Incidentally, they themselves had previously proved that the Zurich musicians are capable of similar differentiations as the Viennese: in the extended solo passages of the brass section in Olivier Messiaen’s orchestral work “L’Ascension”, with which the program began. This first part of the concert seemed like a colorful contrast to the concentrated power of the Bruckner symphony after the break.

The subject of all subjects

The violinist Janine Jansen was responsible for the colors. She appeared as a soloist in Leonard Bernstein’s Serenade after Plato’s “Symposium”. This piece from 1954 is one of the few works by Bernstein that have established themselves in the repertoire apart from the famous musicals such as “West Side Story” and “On the Town”; nevertheless, on Friday it was heard for the first time ever in a Tonhalle concert. This is all the more astonishing when, thanks to Janine Jansen, one can experience how much charm and wit this disguised violin concerto can exude.

Jansen vividly characterizes each of the seven philosophers whom Bernstein has faithfully arranged to debate in Plato’s famous essay about nothing less than the nature of love. Appropriate to the theme of all themes, it sounds sometimes fiery, sometimes thoughtful, sometimes quarrelsome, then passionate again, soon euphoric and finally even openly erotic when the violin engages in a very intimate dialogue with the cello.

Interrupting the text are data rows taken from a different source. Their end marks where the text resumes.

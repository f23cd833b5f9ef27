//! Simulated sensor bench for host tests.
//!
//! One [`Sim`] holds a timeline shared by a line, a clock and a delay. Each
//! sample of the line costs one microsecond of simulated time, which stands
//! in for the polling overhead of real hardware.

use core::cell::{Cell, RefCell};
use core::convert::Infallible;

use embedded_hal::delay::DelayNs;

use crate::clock::MicrosClock;
use crate::line::{Level, SensorLine};

const POLL_COST_NS: u64 = 1_000;

pub const ACK_US: u32 = 80;
pub const BIT_LOW_US: u32 = 50;
pub const ZERO_HIGH_US: u32 = 26;
pub const ONE_HIGH_US: u32 = 70;

#[derive(Clone, Copy, Debug, PartialEq, Eq)]
pub enum Event {
    DriveLow,
    DriveHigh,
    Release,
}

pub struct Sim {
    now_ns: Cell<u64>,
    driven: Cell<Option<Level>>,
    released_at_ns: Cell<u64>,
    waveform: RefCell<Vec<(Level, u32)>>,
    events: RefCell<Vec<(u64, Event)>>,
}

impl Sim {
    /// A sensor that answers every start condition with `waveform`.
    pub fn new(waveform: Vec<(Level, u32)>) -> Self {
        Sim {
            now_ns: Cell::new(0),
            driven: Cell::new(None),
            released_at_ns: Cell::new(0),
            waveform: RefCell::new(waveform),
            events: RefCell::new(Vec::new()),
        }
    }

    pub fn starting_at_us(self, us: u64) -> Self {
        self.now_ns.set(us * 1_000);
        self
    }

    pub fn set_waveform(&self, waveform: Vec<(Level, u32)>) {
        *self.waveform.borrow_mut() = waveform;
    }

    pub fn line(&self) -> SimLine<'_> {
        SimLine(self)
    }

    pub fn clock(&self) -> SimClock<'_> {
        SimClock(self)
    }

    pub fn delay(&self) -> SimDelay<'_> {
        SimDelay(self)
    }

    /// Recorded line writes as (microseconds, event).
    pub fn events(&self) -> Vec<(u64, Event)> {
        self.events.borrow().clone()
    }

    pub fn now_us(&self) -> u64 {
        self.now_ns.get() / 1_000
    }

    fn record(&self, event: Event) {
        self.events.borrow_mut().push((self.now_us(), event));
    }

    fn advance(&self, ns: u64) {
        self.now_ns.set(self.now_ns.get() + ns);
    }

    fn level_now(&self) -> Level {
        if let Some(level) = self.driven.get() {
            return level;
        }
        let mut elapsed_us = (self.now_ns.get() - self.released_at_ns.get()) / 1_000;
        for &(level, duration_us) in self.waveform.borrow().iter() {
            let duration_us = u64::from(duration_us);
            if elapsed_us < duration_us {
                return level;
            }
            elapsed_us -= duration_us;
        }
        // pull-up holds the idle line
        Level::High
    }
}

pub struct SimLine<'a>(&'a Sim);

impl SensorLine for SimLine<'_> {
    type Error = Infallible;

    fn drive_low(&mut self) -> Result<(), Infallible> {
        self.0.driven.set(Some(Level::Low));
        self.0.record(Event::DriveLow);
        Ok(())
    }

    fn drive_high(&mut self) -> Result<(), Infallible> {
        self.0.driven.set(Some(Level::High));
        self.0.record(Event::DriveHigh);
        Ok(())
    }

    fn release(&mut self) -> Result<(), Infallible> {
        if self.0.driven.take().is_some() {
            self.0.released_at_ns.set(self.0.now_ns.get());
        }
        self.0.record(Event::Release);
        Ok(())
    }

    fn level(&mut self) -> Result<Level, Infallible> {
        let level = self.0.level_now();
        self.0.advance(POLL_COST_NS);
        Ok(level)
    }
}

pub struct SimClock<'a>(&'a Sim);

impl MicrosClock for SimClock<'_> {
    fn now_micros(&mut self) -> u32 {
        self.0.now_us() as u32
    }
}

pub struct SimDelay<'a>(&'a Sim);

impl DelayNs for SimDelay<'_> {
    fn delay_ns(&mut self, ns: u32) {
        self.0.advance(u64::from(ns));
    }
}

/// The sensor's acknowledge: 80 µs low, 80 µs high.
pub fn ack() -> Vec<(Level, u32)> {
    vec![(Level::Low, ACK_US), (Level::High, ACK_US)]
}

/// Acknowledge, one bit slot per entry of `high_us`, then the closing low.
pub fn bits(high_us: &[u32]) -> Vec<(Level, u32)> {
    let mut waveform = ack();
    for &high in high_us {
        waveform.push((Level::Low, BIT_LOW_US));
        waveform.push((Level::High, high));
    }
    waveform.push((Level::Low, BIT_LOW_US));
    waveform
}

/// Full transmission of `bytes`, MSB first.
pub fn frame(bytes: [u8; 5]) -> Vec<(Level, u32)> {
    let mut high_us = Vec::with_capacity(40);
    for byte in bytes {
        for shift in (0..8).rev() {
            high_us.push(if (byte >> shift) & 1 == 1 {
                ONE_HIGH_US
            } else {
                ZERO_HIGH_US
            });
        }
    }
    bits(&high_us)
}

Paul Handschke, the new solo cellist of the Tonhalle Orchestra, manages a truly magical moment here: He engages the soloist in a real dialogue, not just seconding, but just as self-confident and nuanced as Jansen (which is saying something for this world-class violinist), so that at some point you really no longer know who has the better “arguments” on his side. The well-worn politician’s phrase “at eye level” suddenly gets a new musical meaning, and Handschke is rightly included in the jubilation for Jansen at the end.